DON'T RUSH THIS! Stay at one or two or five seconds until it is solid! Do this for two or three weeks if neccessary before going longer. If you find that Remy just keeps boucing up, or coming to you, you are leaving him for too long. He isn't ready. Go back and work on shorter intervals. 

At 7 months, he still has a very short attention span. Practice 2 or three times a day, for a few repetitions each time. Work up to 1 minute (both in a sit position and a down position), work around distractions and different situations (for example, he always bounces out of the car and starts running for his toys on the lawn? Nothing wrong with that, but once in a while, make him do a down-stay of a few seconds when he comes out of the car, then release and let him get his toys, just good mental discipline and training to mix things up and remind him that he lives and breathes by your say so! 

You should work up to 5 or 10 minute down-stays and longer, but do it gradually, over a period of MONTHS!


----------



## RussUK (Jun 24, 2007)

i followed castlemaids instructions 6 months ago, sasha will stay for 4-5 minutes, and a few minutes with me out of sight.


----------



## Colorado (Nov 25, 2007)

I've posted this before, but I've found this technique to be very effective so here it is again.

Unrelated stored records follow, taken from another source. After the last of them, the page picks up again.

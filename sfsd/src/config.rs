use sfs_cluster::{ServerConfig, SessionConfig};
use sfs_core::{LeasePolicy, Result, ShareError};
use sfs_lease::LeaseConfig;
use serde::{Deserialize, Serialize};
use std::net::SocketAddr;
use std::path::Path;
use std::time::Duration;

#[derive(Debug, Clone, Serialize, Deserialize)]
pub struct Config {
    /// Server ordinal this node announces when it takes the server role.
    pub node_id: u32,
    pub listen_addr: SocketAddr,
    pub metrics_addr: SocketAddr,
    #[serde(default)]
    pub filesystem: FilesystemSettings,
    #[serde(default)]
    pub lease: LeasePolicy,
    #[serde(default)]
    pub session: SessionSettings,
}

#[derive(Debug, Clone, Serialize, Deserialize)]
#[serde(default)]
pub struct FilesystemSettings {
    pub name: String,
    pub fsid: u32,
    /// Allow concurrent direct I/O writers on one file.
    pub multihost_write: bool,
    /// Blocks reported free by `statfs`.
    pub capacity_blocks: u64,
}

#[derive(Debug, Clone, Serialize, Deserialize)]
#[serde(default)]
pub struct SessionSettings {
    /// Longest a take over waits for known clients to resync before
    /// resuming normal service without them.
    pub resync_timeout_ms: u64,
    pub queue_depth: usize,
    pub read_chunk: usize,
}

impl Default for Config {
    fn default() -> Self {
        Self {
            node_id: 1,
            listen_addr: "0.0.0.0:7300"
                .parse()
                .unwrap_or_else(|_| SocketAddr::from(([0, 0, 0, 0], 7300))),
            metrics_addr: "0.0.0.0:9090"
                .parse()
                .unwrap_or_else(|_| SocketAddr::from(([0, 0, 0, 0], 9090))),
            filesystem: FilesystemSettings::default(),
            lease: LeasePolicy::default(),
            session: SessionSettings::default(),
        }
    }
}

impl Default for FilesystemSettings {
    fn default() -> Self {
        let server = ServerConfig::default();
        Self {
            name: server.fs_name,
            fsid: server.fsid,
            multihost_write: false,
            capacity_blocks: server.capacity_blocks,
        }
    }
}

impl Default for SessionSettings {
    fn default() -> Self {
        let session = SessionConfig::default();
        Self {
            resync_timeout_ms: 60_000,
            queue_depth: session.queue_depth,
            read_chunk: session.read_chunk,
        }
    }
}

impl Config {
    pub fn from_file(path: &Path) -> Result<Self> {
        let content = std::fs::read_to_string(path)?;

        let ext = path.extension().and_then(|e| e.to_str()).unwrap_or("");

        match ext {
            "toml" => toml::from_str(&content)
                .map_err(|e| ShareError::Config(format!("TOML parse error: {}", e))),
            "json" => serde_json::from_str(&content)
                .map_err(|e| ShareError::Config(format!("JSON parse error: {}", e))),
            _ => Err(ShareError::Config(format!(
                "Unknown config file extension: {}",
                ext
            ))),
        }
    }

    pub fn from_args(args: &super::Args) -> Self {
        let defaults = FilesystemSettings::default();
        Self {
            node_id: args.node_id,
            listen_addr: args.listen,
            metrics_addr: args.metrics,
            filesystem: FilesystemSettings {
                name: args.fs_name.clone(),
                fsid: args.fsid,
                multihost_write: args.multihost_write,
                ..defaults
            },
            ..Default::default()
        }
    }

    pub fn server_config(&self) -> ServerConfig {
        ServerConfig {
            fs_name: self.filesystem.name.clone(),
            fsid: self.filesystem.fsid,
            server_ord: self.node_id,
            lease: LeaseConfig::default()
                .with_policy(self.lease)
                .with_multihost_write(self.filesystem.multihost_write),
            capacity_blocks: self.filesystem.capacity_blocks,
        }
    }

    pub fn session_config(&self) -> SessionConfig {
        SessionConfig::default()
            .with_queue_depth(self.session.queue_depth)
            .with_read_chunk(self.session.read_chunk)
    }

    #[inline]
    pub fn resync_timeout(&self) -> Duration {
        Duration::from_millis(self.session.resync_timeout_ms)
    }

    /// Reject settings the server cannot run with.
    pub fn validate(&self) -> Result<()> {
        if self.node_id == 0 {
            return Err(ShareError::Config("node_id must be non-zero".into()));
        }
        if self.filesystem.name.is_empty() {
            return Err(ShareError::Config("filesystem.name is empty".into()));
        }
        if self.lease.min_secs > self.lease.max_secs {
            return Err(ShareError::Config(format!(
                "lease.min_secs ({}) exceeds lease.max_secs ({})",
                self.lease.min_secs, self.lease.max_secs
            )));
        }
        Ok(())
    }
}

#[cfg(test)]
#[allow(clippy::unwrap_used)]
mod tests {
    use super::*;
    use tempfile::tempdir;

    #[test]
    fn test_config_default() {
        let config = Config::default();
        assert_eq!(config.node_id, 1);
        assert_eq!(config.listen_addr.port(), 7300);
        assert_eq!(config.metrics_addr.port(), 9090);
        assert_eq!(config.filesystem.name, "sfs0");
        assert!(!config.filesystem.multihost_write);
        assert_eq!(config.lease, LeasePolicy::default());
        assert_eq!(config.resync_timeout(), Duration::from_secs(60));
        assert!(config.validate().is_ok());
    }

    #[test]
    fn test_config_from_toml_file() {
        let dir = tempdir().unwrap();
        let config_path = dir.path().join("sfsd.toml");

        let toml_content = r#"
node_id = 2
listen_addr = "127.0.0.1:7301"
metrics_addr = "127.0.0.1:9091"

[filesystem]
name = "shared1"
fsid = 9
multihost_write = true

[lease]
mul = 3
min_secs = 30
max_secs = 900
lease_timeout_secs = 5

[session]
resync_timeout_ms = 1500
"#;

        std::fs::write(&config_path, toml_content).unwrap();

        let config = Config::from_file(&config_path).unwrap();
        assert_eq!(config.node_id, 2);
        assert_eq!(config.listen_addr.port(), 7301);
        assert_eq!(config.filesystem.name, "shared1");
        assert_eq!(config.filesystem.fsid, 9);
        assert!(config.filesystem.multihost_write);
        assert_eq!(config.lease.mul, 3);
        assert_eq!(config.lease.add, 0);
        assert_eq!(config.lease.lease_timeout_secs, 5);
        assert_eq!(config.resync_timeout(), Duration::from_millis(1500));
        assert_eq!(config.session.queue_depth, SessionConfig::default().queue_depth);

        let server = config.server_config();
        assert_eq!(server.server_ord, 2);
        assert_eq!(server.fsid, 9);
        assert_eq!(server.lease.policy.max_secs, 900);
        assert!(server.lease.multihost_write);
    }

    #[test]
    fn test_config_from_json_file() {
        let dir = tempdir().unwrap();
        let config_path = dir.path().join("sfsd.json");

        let json_content = r#"{
            "node_id": 4,
            "listen_addr": "127.0.0.1:7304",
            "metrics_addr": "127.0.0.1:9094",
            "filesystem": {"name": "jsonfs"}
        }"#;

        std::fs::write(&config_path, json_content).unwrap();

        let config = Config::from_file(&config_path).unwrap();
        assert_eq!(config.node_id, 4);
        assert_eq!(config.filesystem.name, "jsonfs");
        assert_eq!(config.filesystem.fsid, FilesystemSettings::default().fsid);
    }

    #[test]
    fn test_config_unknown_extension() {
        let dir = tempdir().unwrap();
        let config_path = dir.path().join("sfsd.yaml");
        std::fs::write(&config_path, "node_id: 1").unwrap();

        let result = Config::from_file(&config_path);
        assert!(matches!(result, Err(ShareError::Config(_))));
    }

    #[test]
    fn test_validate_rejects_inverted_bounds() {
        let mut config = Config::default();
        config.lease.min_secs = 100;
        config.lease.max_secs = 10;
        assert!(config.validate().is_err());

        let mut config = Config::default();
        config.node_id = 0;
        assert!(config.validate().is_err());
    }

    #[test]
    fn test_session_sizes_clamped() {
        let mut config = Config::default();
        config.session.queue_depth = 0;
        config.session.read_chunk = 1;
        let session = config.session_config();
        assert_eq!(session.queue_depth, 1);
        assert_eq!(session.read_chunk, 512);
    }
}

As I'm sure you know with training you want to mark/reward the behavior the moment it happens. When teaching sit at first, the moment that rear end starts towards the ground they get the treat/click instantaneously. With stay, a lot of people work to get a stay and then reward the release word. Sorta of like "You did a good stay. Good boy. Here's a treat."

But to the dog that means as long as I stay, I get nothing. When staying is over, I get a treat. I guess I should break stay as soon as possible.

So instead, get a lot of small treats. Tell your pup to stay. If he stays for 1/2 a sec (or less) say "Good stay" and give him a treat. As long as he stays, he gets another treat. Like a treat every 1/2 second. Do this for a few seconds. Then you say your release word, "Free!" (or whatever) and turn around--the treats stop. The odds are he is now thinking: "Well as long as I stay, I get treats. Once I stop the party is over." After he gets this you can start giving treats at 1 sec intervals, then 2 sec, etc. You can walk 1 step away, come back, "good stay!", another treat, then 2 steps, then 3, etc. The point is he is always rewarded for actually staying and not for the end of staying.


----------



## kaslkaos (Jan 15, 2003)

I also use Colorado's method. Makes staying as fun as the release. It's so much fun, that your dog may get sticky, and want to hold the stay after the release in hopes of more treats. When you get to that stage, you can, on the release, throw a treat a few feet forward so your dog will be ready to leap away (good if you're thinking of doing agility) on the release but won't want to break the stay before hearing the magic word.


----------



## Sue F (Oct 3, 2007)

Thanks! I will be working on this over the weekend!!!
Sue


----------